Submitted to: Washington National Cooperative Soil Survey Work Planning Conference
Publication Type: Proceedings
Publication Acceptance Date: 4/6/1999
Publication Date: 6/6/2000
Citation: Kennedy, A.C. ARS and NCSS/NRCS Partnerships. pp.29-30. In Hipple, K.W. (ed.) National Cooperative Soil Survey Work Planning Conference. NRCS/NCSS Centennial Publication. NRCS. 77 pp. 1999. Interpretive Summary: ARS scientists are indebted to the NCSS for the wealth of soil information and classifications from soil surveys. ARS scientists continuously use the soil survey data generated by NCSS in planning, executing and the completion of research. These broad soil classifications have provided scientists with a wealth of soil resource information and have made further rdiscoveries possible. For the future, we need to continually increase the responsiveness of NRCS and ARS to customer needs. We must increase the awareness of our customers of the importance of soils, who we are and how our work benefits society. We need to ensure increased customer access to our technology and research results. Greater communication is needed at all levels of our agencies, but most importantly at the field level. This communication also needs to be followed by timely exchange of information. We, at ARS, need to ensure increased relevancy of the ARS program to the needs of NRCS. NCSS can point with pride to the impact that the Soil Surve effort has made on ARS research planning and impact. Successes also include the inclusion of soil quality analysis into soil survey information. The continued addition of biology and ecology in these surveys is needed. Communication between the agencies is key to our continued success. Our goal should be to partnership to meet the needs of the nation regarding conserving natural resources and protecting the environment. This will preserve our environment, ensure a safe food supply and clean environment for the future generations.

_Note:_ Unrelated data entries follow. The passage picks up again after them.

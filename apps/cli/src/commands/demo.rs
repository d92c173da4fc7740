//! Demo command implementation.
//!
//! Fails on purpose so the highlighted output can be seen. Activation is
//! forced, but `NO_COLOR` still disables the hook.

use chromatrace_core::{Activation, ActivationGate, Colorizer, HookConfig, render_error_chain};
use std::fmt;
use std::io::{self, Write};

/// Startup failure used by `demo --error`.
#[derive(Debug)]
struct DemoError {
    source: io::Error,
}

impl fmt::Display for DemoError {
    fn fmt(&self, f: &mut fmt::Formatter<'_>) -> fmt::Result {
        write!(f, "failed to start demo service")
    }
}

impl std::error::Error for DemoError {
    fn source(&self) -> Option<&(dyn std::error::Error + 'static)> {
        Some(&self.source)
    }
}

/// Execute the demo command.
pub fn execute(config: HookConfig, error: bool) -> anyhow::Result<()> {
    let config = config.always(true);

    if error {
        report_demo_error(config)?;
        std::process::exit(1);
    }

    match chromatrace_core::install(config) {
        Activation::Installed => tracing::debug!("demo hook installed"),
        Activation::Skipped(reason) => tracing::debug!(%reason, "demo hook skipped"),
    }

    panic!("demo settings were never loaded");
}

fn report_demo_error(config: HookConfig) -> anyhow::Result<()> {
    let err = DemoError {
        source: io::Error::new(io::ErrorKind::AddrInUse, "address 127.0.0.1:8080 already in use"),
    };

    if ActivationGate::check(&config).is_ok() {
        if let Ok(colorizer) = Colorizer::new(config) {
            colorizer.report_error(&err)?;
            return Ok(());
        }
    }

    let mut stderr = io::stderr().lock();
    stderr.write_all(render_error_chain(&err).as_bytes())?;
    Ok(())
}
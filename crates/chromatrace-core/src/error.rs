//! Error types for Chromatrace Core.

use std::path::PathBuf;

use thiserror::Error;

/// Core error type for building and running the colorizer.
#[derive(Error, Debug)]
pub enum HookError {
    /// The crate was built without a highlighting engine.
    #[error("syntax engine not available")]
    EngineUnavailable,

    /// The embedded trace grammar could not be loaded.
    #[error("Failed to load trace grammar: {0}")]
    Grammar(String),

    /// A style name that matches neither an alias nor a theme.
    #[error("Style not found: {0}")]
    UnknownStyle(String),

    /// A custom theme file could not be loaded.
    #[error("Failed to load theme file {path}: {message}")]
    ThemeFile {
        /// Path that was requested
        path: PathBuf,
        /// Loader message
        message: String,
    },

    /// I/O errors while writing to the error stream
    #[error("I/O error: {0}")]
    Io(#[from] std::io::Error),
}

/// Result type alias for Chromatrace operations.
pub type Result<T> = std::result::Result<T, HookError>;

#[cfg(test)]
mod tests {
    use super::*;

    #[test]
    fn test_engine_unavailable_message() {
        let err = HookError::EngineUnavailable;
        assert_eq!(err.to_string(), "syntax engine not available");
    }

    #[test]
    fn test_hook_error_io() {
        let io_err = std::io::Error::new(std::io::ErrorKind::BrokenPipe, "closed");
        let err: HookError = io_err.into();
        match err {
            HookError::Io(_) => {}
            _ => panic!("Expected Io error variant"),
        }
    }

    #[test]
    fn test_unknown_style_message() {
        let err = HookError::UnknownStyle("nope".to_string());
        let msg = format!("{}", err);
        assert!(msg.contains("Style not found"));
        assert!(msg.contains("nope"));
    }

    #[test]
    fn test_theme_file_message() {
        let err = HookError::ThemeFile {
            path: PathBuf::from("/tmp/x.tmTheme"),
            message: "bad plist".to_string(),
        };
        let msg = err.to_string();
        assert!(msg.contains("/tmp/x.tmTheme"));
        assert!(msg.contains("bad plist"));
    }
}
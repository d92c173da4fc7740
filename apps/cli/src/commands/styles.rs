//! Styles command implementation.

use chromatrace_core::syntax::{STYLE_ALIASES, ThemeAdapter};
use colored::Colorize;

/// List style aliases and the bundled themes they can also name directly.
pub fn execute() -> anyhow::Result<()> {
    let themes = ThemeAdapter::new();

    println!("{}", "Style aliases:".bold());
    println!();
    for (alias, theme, description) in STYLE_ALIASES {
        println!("  {} {} - {}", format!("{:<16}", alias).bright_green(), theme.dimmed(), description);
    }
    println!();

    let mut names = themes.theme_names();
    names.sort_unstable();

    println!("{}", "Bundled themes:".bold());
    println!();
    for name in names {
        println!("  {}", name);
    }

    Ok(())
}
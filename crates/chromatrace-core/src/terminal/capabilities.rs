//! Terminal capability detection.
//!
//! Detects terminal color support (16-color, 256-color, or truecolor) by
//! querying the terminfo database for the `colors` capability. Platforms
//! without terminfo use a fixed default of 16 colors.

use once_cell::sync::OnceCell;
use serde::Serialize;
use std::env;
use std::fmt;

/// Color count assumed when the terminal cannot be queried.
pub const FALLBACK_COLORS: u32 = 16;

/// Terminal color support levels.
#[derive(Debug, Clone, Copy, PartialEq, Eq, PartialOrd, Ord, Hash, Serialize)]
#[serde(rename_all = "lowercase")]
pub enum ColorSupport {
    /// 16-color ANSI support
    Color16,
    /// 256-color support
    Color256,
    /// Truecolor (24-bit RGB) support
    Truecolor,
}

impl ColorSupport {
    /// Map a raw color count to a support level.
    ///
    /// Counts below 256, including 0 and 8, are treated as 16-color.
    pub fn from_color_count(colors: u32) -> Self {
        if colors >= 1 << 24 {
            Self::Truecolor
        } else if colors >= 256 {
            Self::Color256
        } else {
            Self::Color16
        }
    }

    /// Number of colors this level can display.
    pub fn color_count(self) -> u32 {
        match self {
            Self::Color16 => 16,
            Self::Color256 => 256,
            Self::Truecolor => 1 << 24,
        }
    }

    /// Whether this level renders a style's own palette.
    pub fn is_extended(self) -> bool {
        self >= Self::Color256
    }
}

impl fmt::Display for ColorSupport {
    fn fmt(&self, f: &mut fmt::Formatter<'_>) -> fmt::Result {
        match self {
            Self::Color16 => write!(f, "16-color"),
            Self::Color256 => write!(f, "256-color"),
            Self::Truecolor => write!(f, "truecolor"),
        }
    }
}

/// Snapshot of the environment variables that affect coloring.
#[derive(Debug, Clone, Default, PartialEq, Eq)]
pub struct EnvHints {
    /// `NO_COLOR` (https://no-color.org)
    pub no_color: Option<String>,
    /// `TERM`
    pub term: Option<String>,
    /// `COLORTERM`
    pub colorterm: Option<String>,
}

impl EnvHints {
    /// Read the hints from the process environment.
    pub fn detect() -> Self {
        Self {
            no_color: env::var("NO_COLOR").ok(),
            term: env::var("TERM").ok(),
            colorterm: env::var("COLORTERM").ok(),
        }
    }

    /// `NO_COLOR` only counts when it is non-empty.
    pub fn no_color_requested(&self) -> bool {
        self.no_color.as_deref().is_some_and(|v| !v.is_empty())
    }

    /// COLORTERM=truecolor or COLORTERM=24bit
    pub fn advertises_truecolor(&self) -> bool {
        self.colorterm.as_deref().is_some_and(|v| {
            let v = v.to_ascii_lowercase();
            v == "truecolor" || v == "24bit"
        })
    }
}

/// Where a color count came from.
#[derive(Debug, Clone, Copy, PartialEq, Eq, Serialize)]
#[serde(rename_all = "lowercase")]
pub enum ProbeSource {
    /// Set explicitly in the configuration
    Override,
    /// The terminfo `colors` capability
    Terminfo,
    /// Fixed default, terminfo unavailable
    Fallback,
}

impl fmt::Display for ProbeSource {
    fn fmt(&self, f: &mut fmt::Formatter<'_>) -> fmt::Result {
        match self {
            Self::Override => write!(f, "override"),
            Self::Terminfo => write!(f, "terminfo"),
            Self::Fallback => write!(f, "fallback"),
        }
    }
}

/// Result of a color-depth probe.
#[derive(Debug, Clone, Copy, PartialEq, Eq, Serialize)]
pub struct ColorProbe {
    /// Raw color count
    pub colors: u32,
    /// Where the count came from
    pub source: ProbeSource,
    /// Support level used for rendering
    pub support: ColorSupport,
}

/// Terminal capabilities detector.
pub struct TerminalCapabilities;

static DETECTED_CAPABILITIES: OnceCell<ColorProbe> = OnceCell::new();

impl TerminalCapabilities {
    /// Query terminfo for the `colors` capability of `$TERM`.
    ///
    /// Returns `None` when `$TERM` is unset, has no terminfo entry, or the
    /// entry has no `colors` number.
    #[cfg(unix)]
    pub fn terminfo_colors() -> Option<u32> {
        match term::terminfo::TermInfo::from_env() {
            Ok(info) => info.numbers.get("colors").map(|&n| u32::from(n)),
            Err(e) => {
                tracing::debug!("terminfo lookup failed: {}", e);
                None
            }
        }
    }

    /// Platforms without terminfo.
    #[cfg(not(unix))]
    pub fn terminfo_colors() -> Option<u32> {
        None
    }

    /// Decide the color depth from its inputs.
    ///
    /// An explicit override wins. Otherwise the terminfo count is used,
    /// falling back to 16 colors, and COLORTERM=truecolor|24bit upgrades the
    /// result to truecolor.
    pub fn resolve(
        override_colors: Option<u32>,
        terminfo_colors: Option<u32>,
        hints: &EnvHints,
    ) -> ColorProbe {
        if let Some(colors) = override_colors {
            return ColorProbe {
                colors,
                source: ProbeSource::Override,
                support: ColorSupport::from_color_count(colors),
            };
        }

        let (colors, source) = match terminfo_colors {
            Some(n) => (n, ProbeSource::Terminfo),
            None => (FALLBACK_COLORS, ProbeSource::Fallback),
        };

        let support = if hints.advertises_truecolor() {
            ColorSupport::Truecolor
        } else {
            ColorSupport::from_color_count(colors)
        };

        ColorProbe { colors, source, support }
    }

    /// Probe the current terminal, honoring an explicit override.
    pub fn probe(override_colors: Option<u32>) -> ColorProbe {
        if override_colors.is_some() {
            return Self::resolve(override_colors, None, &EnvHints::default());
        }
        Self::detect()
    }

    /// Probe the current terminal once and cache the result.
    pub fn detect() -> ColorProbe {
        *DETECTED_CAPABILITIES
            .get_or_init(|| Self::resolve(None, Self::terminfo_colors(), &EnvHints::detect()))
    }

    /// Get the detected color support (cached).
    pub fn color_support() -> ColorSupport {
        Self::detect().support
    }
}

Technical Abstract: Interactions between the Agricultural Research Service (ARS) and the National Cooperative Soil Survey (NCSS) have often been mutually beneficial, while others interactions illustrate the work of the one agency benefiting the other. In these times of flat or reduced budgets and greater demands on everyone's time, it is even more apparent that agencies need to work together and future collaboration is critical. Both the NCSS and ARS have similar mission statements and rely on one another for assistance. The similarity in our mission statements indicates our past examples and potential for future collaboration due to our common goals. The ARS mission statement indicates that ARS has responsibility to conduct agricultural research and provide science based natural resources technology to NRCS, NCSS and others. The NCSS mission statement is similar and states that they are to produce and deliver scientifically-based soil information to help society to understand, value and wisely manage global resources. One of the challenges is to learn how to use the soil survey information for better land use planning, whole-farm designs, and watershed management. An area of greatest need is the consideration that soil is a living, dynamic entity and is one part of the continuum of life. A greater emphasis on soil biology and the ecology of a system will expand the use of soil survey activities.